After four grueling days of attending lectures and poster sessions at the Zebrafish Conference on Development and Genetics at the University of Wisconsin, Madison, I’m finally back in Boston.  Due to bad planning on my part, I had to wait at the Milwaukee airport for five hours before I could catch my flight home.  Fortunately, I had David Sedaris to keep me company.  In fact, I almost finished two of his books over the entirety of this trip.  At one point, I was snickering uncontrollably while sipping tea at a cafe. His colorful memoirs filled with strange encounters and outrageous characters put my life to shame.  I wish I had such misadventures to write about,  As it is, I have nothing to offer but my mundane ruminations during the painfully uneventful wait. 

I used to love flying.  Not that I don’t anymore, but the romance of it has worn off.  Small and cramped places may have seemed like exciting new hiding places to an eight year old, but now they just spell aching knees and a neck cramp.  Either I am too short or the seats are not designed with Asian features in mind; because the headrest is positioned just so that it can tilt my head downward, and no amount of maneuvering can relieve me of such an uncomfortable position.  Before every plane trip, I make an extra effort to shower right before, so that I would board the plane smelling like honey and milk.  Yet, how is it that just a couple hours into the flight, I can already feel the oil seeping out of my facial pores and my hair becoming tangled and matted—probably absorbing the residual oil from previous passengers whose heads have graced my headrest.  But the worst part is the dryness.  The thin, static filled air that seems to suck the liquid out of your eyes.  Woe to those contact wearers who forget to bring lubricating drops.  Every blink is a reminder that their eyeballs have morphed into wooden golf balls. 
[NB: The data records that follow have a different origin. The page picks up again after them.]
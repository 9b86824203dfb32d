use std::collections::HashMap;
use std::sync::{
    Arc, RwLock,
    atomic::{AtomicUsize, Ordering},
};

/// The fixed key the auth token lives under. Written by the external login
/// flow, read here. The gateway only ever checks *presence* of this value,
/// never its validity.
pub const TOKEN_STORAGE_KEY: &str = "user_jwt_token";

// 1. TokenStore Contract
/// TokenStore
///
/// Abstract contract for the client-side key-value storage the navigation
/// guard consults. Modeled on the browser local-storage API surface
/// (getItem/setItem/removeItem) and injected as a dependency so the guard is
/// testable without a real storage backend.
///
/// All methods are synchronous: the guard is a pure, non-suspending decision
/// and performs at most one read per navigation attempt.
pub trait TokenStore: Send + Sync {
    /// Returns the stored value for `key`, if any.
    fn get(&self, key: &str) -> Option<String>;

    /// Stores `value` under `key`, replacing any previous value.
    fn set(&self, key: &str, value: &str);

    /// Removes `key` and its value, if present.
    fn remove(&self, key: &str);
}

// 2. The Real Implementation (In-Process)
/// MemoryTokenStore
///
/// The concrete store used by the running gateway and by integration tests:
/// a RwLock-guarded map, empty at startup. The external login flow (out of
/// scope here) is the writer; the guard is the reader.
#[derive(Default)]
pub struct MemoryTokenStore {
    entries: RwLock<HashMap<String, String>>,
}

impl MemoryTokenStore {
    pub fn new() -> Self {
        Self::default()
    }

    /// Convenience constructor that seeds an auth token under the fixed key.
    /// Primarily used by tests to simulate a logged-in client.
    pub fn with_token(token: &str) -> Self {
        let store = Self::new();
        store.set(TOKEN_STORAGE_KEY, token);
        store
    }
}

impl TokenStore for MemoryTokenStore {
    fn get(&self, key: &str) -> Option<String> {
        // Lock poisoning would mean a writer panicked mid-insert; treat the
        // value as absent rather than propagating the panic into the guard.
        self.entries
            .read()
            .ok()
            .and_then(|map| map.get(key).cloned())
    }

    fn set(&self, key: &str, value: &str) {
        if let Ok(mut map) = self.entries.write() {
            map.insert(key.to_string(), value.to_string());
        }
    }

    fn remove(&self, key: &str) {
        if let Ok(mut map) = self.entries.write() {
            map.remove(key);
        }
    }
}

// 3. The Mock Implementation (For Unit Tests)
/// MockTokenStore
///
/// A counting wrapper around `MemoryTokenStore` used exclusively in tests.
/// The read counter lets tests prove the guard never consults storage for
/// public routes, which is part of the guard's contract.
#[derive(Default)]
pub struct MockTokenStore {
    inner: MemoryTokenStore,
    reads: AtomicUsize,
}

impl MockTokenStore {
    pub fn new() -> Self {
        Self::default()
    }

    pub fn with_token(token: &str) -> Self {
        Self {
            inner: MemoryTokenStore::with_token(token),
            reads: AtomicUsize::new(0),
        }
    }

    /// Number of `get` calls observed since construction.
    pub fn read_count(&self) -> usize {
        self.reads.load(Ordering::SeqCst)
    }
}

impl TokenStore for MockTokenStore {
    fn get(&self, key: &str) -> Option<String> {
        self.reads.fetch_add(1, Ordering::SeqCst);
        self.inner.get(key)
    }

    fn set(&self, key: &str, value: &str) {
        self.inner.set(key, value);
    }

    fn remove(&self, key: &str) {
        self.inner.remove(key);
    }
}

/// TokenStoreState
///
/// The concrete type used to share the token store across the application state.
pub type TokenStoreState = Arc<dyn TokenStore>;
I do not hate traveling.  In fact, I love the sense of departure.  I love the idea of leaving everything that I know behind.  Making a grand exit.  On the particularly crappy days, I daydream about hopping onto the next flight to Cuzco.  To throw my hands up and say “I’ve had enough of this shit” and just let a plane take me anywhere.  Laying back on my seat, I listen to the engine’s high-pitched scream as it struggles to put into air this 100 ton hulking piece of metal.  The air taking on that familiar sterile taste as the ground drops far below.  Freedom.  Now all I have to do is to concentrate on holding my bladder so that I will not have to trek all the way to the restroom, shared with 30 other gross, oily passengers.  I close my eyes and imagine the kidney stones that are calcifying with every passing minute. 

i open my eyes to the welcome sight of the stewardess handing me two chocolate chip cookies wrapped in a napkin.  Good ol’ Midwestern hospitality.  Warm and gooey, they almost—just almost—make me forget about my eyeballs.